È davvero impossibile dare una risposta attendibile a questa domanda. Il principio affermato nella sentenza mi sembra difficilmente controvertibile; ma possono non esserlo le risultanze istruttorie circa l’elemento psicologico del reato. Non conosco abbastanza gli atti del giudizio per formulare anche solo una prognosi circa l’esito del secondo grado del giudizio.
I vertici dell'azienda hanno chiesto l'intervento di Confindustria affermando che "con il verdetto di Torino sarà difficilissimo lavorare in Italia", che ne pensa?
Il vero ostacolo agli investimenti esteri nel nostro Paese non è una sentenza come questa, che applica in modo rigoroso e severo la legge penale, ma semmai la diffusa disapplicazione della legge nel nostro tessuto produttivo.
Può chiarire meglio?
Le grandi imprese straniere non vengono volentieri a operare in un Paese dove è normale che la legge sia applicata dalle amministrazioni pubbliche in modo molto lasco e che metà della forza lavoro venga assunta in forme semi-legali o del tutto illegali: anche perché questo modo di operare richiede un know-how specifico che le imprese straniere non possiedono.
C'è preoccupazione da parte degli imprenditori per questa sentenza?
Più che per la sentenza, che era in larga misura scontata, c’è qualche preoccupazione per un termine usato dal Pubblico ministero in riferimento agli imputati: “criminalità organizzata”. Questo, francamente, mi è parso gravemente inopportuno e fuori luogo, anche dal punto di vista tecnico-giuridico.

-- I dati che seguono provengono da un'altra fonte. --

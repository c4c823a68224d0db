//! The worklist reachability algorithm.
//!
//! One iteration pops a waiting state, computes its abstract successors
//! edge by edge, merges each candidate against its same-location
//! siblings, tests coverage, applies precision adjustment, and commits
//! the survivors to the reachability graph and the waitlist. Candidate
//! error states are surfaced to the refinement loop immediately instead
//! of being expanded; covered states join the graph for path
//! reconstruction but never re-enter the waitlist.

use kestrel_arg::{ArgError, ArgId};
use kestrel_cfa::EdgeId;
use kestrel_domain::{AbstractState, AdjustAction, MergePolicy, TransferError};
use tracing::{debug, trace, warn};

use crate::errors::EngineError;
use crate::options::TransferErrorPolicy;
use crate::refine::FeasibilityCheck;
use crate::verifier::{EngineAnalysis, Verifier};

/// Why one exploration phase returned.
pub(crate) enum ExploreOutcome {
    /// The abstract state space is exhausted under the current
    /// precision.
    WaitlistExhausted,
    /// A candidate error state was reached and awaits a feasibility
    /// verdict.
    TargetFound(ArgId),
}

impl<'c, A, C> Verifier<'c, A, C>
where
    A: EngineAnalysis,
    C: FeasibilityCheck<A::State>,
{
    pub(crate) fn explore(&mut self) -> Result<ExploreOutcome, EngineError> {
        loop {
            if self.shutdown.is_requested() {
                return Err(EngineError::Cancelled);
            }
            let Some(id) = self.reached.pop() else {
                return Ok(ExploreOutcome::WaitlistExhausted);
            };
            if self.arg.is_target(id)? {
                // Popped targets exist: the initial state may violate
                // the property, and pruning can uncover a previously
                // covered target. Either way it is surfaced, never
                // expanded.
                self.stats.targets_found += 1;
                return Ok(ExploreOutcome::TargetFound(id));
            }
            if let Some(found) = self.expand(id)? {
                return Ok(ExploreOutcome::TargetFound(found));
            }
            self.stats.max_reached_size = self.stats.max_reached_size.max(self.reached.len());
        }
    }

    /// Compute and process every successor of one popped state.
    fn expand(&mut self, id: ArgId) -> Result<Option<ArgId>, EngineError> {
        let precision = self
            .reached
            .precision(id)
            .cloned()
            .ok_or(ArgError::Stale(id))?;
        let state = self.arg.state(id)?.clone();
        trace!(%id, "expanding");

        match state.location() {
            Some(location) => {
                let edges: Vec<EdgeId> = self.cfa.leaving_edges(location).map(|e| e.id()).collect();
                for edge in edges {
                    self.stats.transfer_calls += 1;
                    let successors =
                        self.analysis
                            .successors_for_edge(&state, &precision, self.cfa.edge(edge));
                    match successors {
                        Ok(candidates) => {
                            for candidate in candidates {
                                if let Some(found) =
                                    self.process_candidate(id, candidate, &precision, Some(edge))?
                                {
                                    // The remaining edges of `id` stay
                                    // unexplored; requeue it so the run can
                                    // resume after the refiner is done.
                                    self.reached.requeue(id);
                                    return Ok(Some(found));
                                }
                            }
                        }
                        Err(source) => return self.transfer_failed(id, Some(edge), source),
                    }
                }
            }
            None => {
                self.stats.transfer_calls += 1;
                match self.analysis.successors(&state, &precision, self.cfa) {
                    Ok(candidates) => {
                        for candidate in candidates {
                            if let Some(found) =
                                self.process_candidate(id, candidate, &precision, None)?
                            {
                                self.reached.requeue(id);
                                return Ok(Some(found));
                            }
                        }
                    }
                    Err(source) => return self.transfer_failed(id, None, source),
                }
            }
        }
        Ok(None)
    }

    fn transfer_failed(
        &mut self,
        state: ArgId,
        edge: Option<EdgeId>,
        source: TransferError,
    ) -> Result<Option<ArgId>, EngineError> {
        match self.options.on_transfer_error {
            TransferErrorPolicy::Abort => Err(EngineError::Transfer {
                state,
                edge,
                source,
            }),
            TransferErrorPolicy::SkipUnsound => {
                warn!(%state, ?edge, %source, "skipping unevaluable edge");
                self.stats.unsound_skips.push(match edge {
                    Some(edge) => format!("state {state}, edge {edge}: {source}"),
                    None => format!("state {state}: {source}"),
                });
                // Abandon the rest of this state's exploration; other
                // waitlist entries are unaffected.
                Ok(None)
            }
        }
    }

    /// Merge, stop, adjust, insert — in that order — for one candidate
    /// successor. Returns the target id when the candidate violates the
    /// property.
    fn process_candidate(
        &mut self,
        parent: ArgId,
        candidate: A::State,
        precision: &A::Precision,
        edge: Option<EdgeId>,
    ) -> Result<Option<ArgId>, EngineError> {
        let location = candidate.location();

        // Merge pass: combine the candidate into each same-location
        // sibling; a changed sibling is removed and the merged state
        // reinserted (and re-explored).
        if self.merge.policy() == MergePolicy::Join {
            let siblings: Vec<ArgId> = self.reached.at_location(location).collect();
            for sibling in siblings {
                // On a self-loop the state under expansion is its own
                // sibling; replacing it here would invalidate the
                // parent handle of its remaining successors. Covered
                // and target siblings are left intact as well.
                if sibling == parent
                    || self.arg.is_covered(sibling)?
                    || self.arg.is_target(sibling)?
                {
                    continue;
                }
                let sibling_state = self.arg.state(sibling)?.clone();
                let merged = self
                    .merge
                    .merge(&self.analysis, &sibling_state, &candidate, precision)?;
                if merged != sibling_state {
                    let sibling_precision = self
                        .reached
                        .precision(sibling)
                        .cloned()
                        .ok_or(ArgError::Stale(sibling))?;
                    let replacement = self.arg.reinsert_merged(sibling, merged)?;
                    // The merged node now represents the candidate as
                    // well, so it gains the candidate's parent link.
                    self.arg.add_parent(replacement, parent, edge)?;
                    self.reached.remove(sibling);
                    self.reached.add(replacement, location, sibling_precision);
                    self.stats.merges += 1;
                    debug!(%sibling, %replacement, "sibling merged");
                }
            }
        }

        // Stop pass: the first uncovered sibling that subsumes the
        // candidate becomes its covering state. The candidate still
        // joins the graph, parent-linked, for path reconstruction.
        let covering = {
            let ids: Vec<ArgId> = self.reached.at_location(location).collect();
            let mut live: Vec<(ArgId, &A::State)> = Vec::with_capacity(ids.len());
            for sibling in ids {
                if self.arg.is_covered(sibling)? {
                    continue;
                }
                live.push((sibling, self.arg.state(sibling)?));
            }
            self.stop.first_covering(&self.analysis, &candidate, live)
        };
        if let Some(covering) = covering {
            let covered = self.arg.add_child(parent, candidate, edge)?;
            self.arg.set_covering(covered, covering)?;
            self.reached.add(covered, location, precision.clone());
            self.reached.suspend(covered);
            self.stats.coverings += 1;
            return Ok(None);
        }

        // Adjustment pass.
        let adjustment = {
            let ids: Vec<ArgId> = self.reached.at_location(location).collect();
            let mut pairs: Vec<(&A::State, &A::Precision)> = Vec::with_capacity(ids.len());
            for sibling in ids {
                if self.arg.is_covered(sibling)? {
                    continue;
                }
                if let (Ok(state), Some(prec)) =
                    (self.arg.state(sibling), self.reached.precision(sibling))
                {
                    pairs.push((state, prec));
                }
            }
            self.analysis.adjust(&candidate, precision, &pairs)
        };
        if adjustment.action == AdjustAction::Break {
            self.stats.adjustment_breaks += 1;
            return Ok(None);
        }

        let location = adjustment.state.location();
        let is_target = adjustment.state.is_target();
        let child = self.arg.add_child(parent, adjustment.state, edge)?;
        self.reached.add(child, location, adjustment.precision);
        if is_target {
            // Surface immediately; targets are never expanded.
            self.reached.suspend(child);
            self.stats.targets_found += 1;
            debug!(%child, "target state reached");
            return Ok(Some(child));
        }
        Ok(None)
    }
}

Le hanno già chiesto qualche parere?
Probabilmente ce lo chiederanno nel prossimo futuro. Cercheremo di chiarire il nesso tra la severità di questa sentenza e la gravità delle risultanze istruttorie nel caso specifico. Il che non significa che sul fronte della sicurezza del lavoro si possa abbassare la guardia; ma significa che chi applica la legge correttamente e in buona fede non ha nulla da temere in conseguenza di questo nuovo orientamento giurisprudenziale.
In seguito a questo verdetto, a parer suo, si attiverà una maggiore prevenzione per la messa in sicurezza dei luoghi di lavoro nel nostro Paese?
Non lo so. Certo è che Il tasso più elevato di infortuni gravi in Italia rispetto al resto d’Europa è dovuto soprattutto al tasso più elevato di lavoro irregolare e al difetto di cultura della sicurezza e della legalità. Una sentenza come quella sul caso Thyssen è importante per il principio che afferma, ma non può essere solo una sentenza severa a risolvere il problema. Chi è abituato a disapplicare le leggi non cambia comportamento per la minaccia di sanzioni più dure.
L'attività dei legali giuslavoristi in materia di sicurezza si intensificherà?
In questo campo, più che il diritto conta la cultura delle regole, la civicness diffusa, la consapevolezza che un’azienda più sicura è anche un’azienda più efficiente. Comunque, un po’ di attenzione in più anche da parte degli avvocati giuslavoristi è sicuramente necessaria. E verrà richiesta.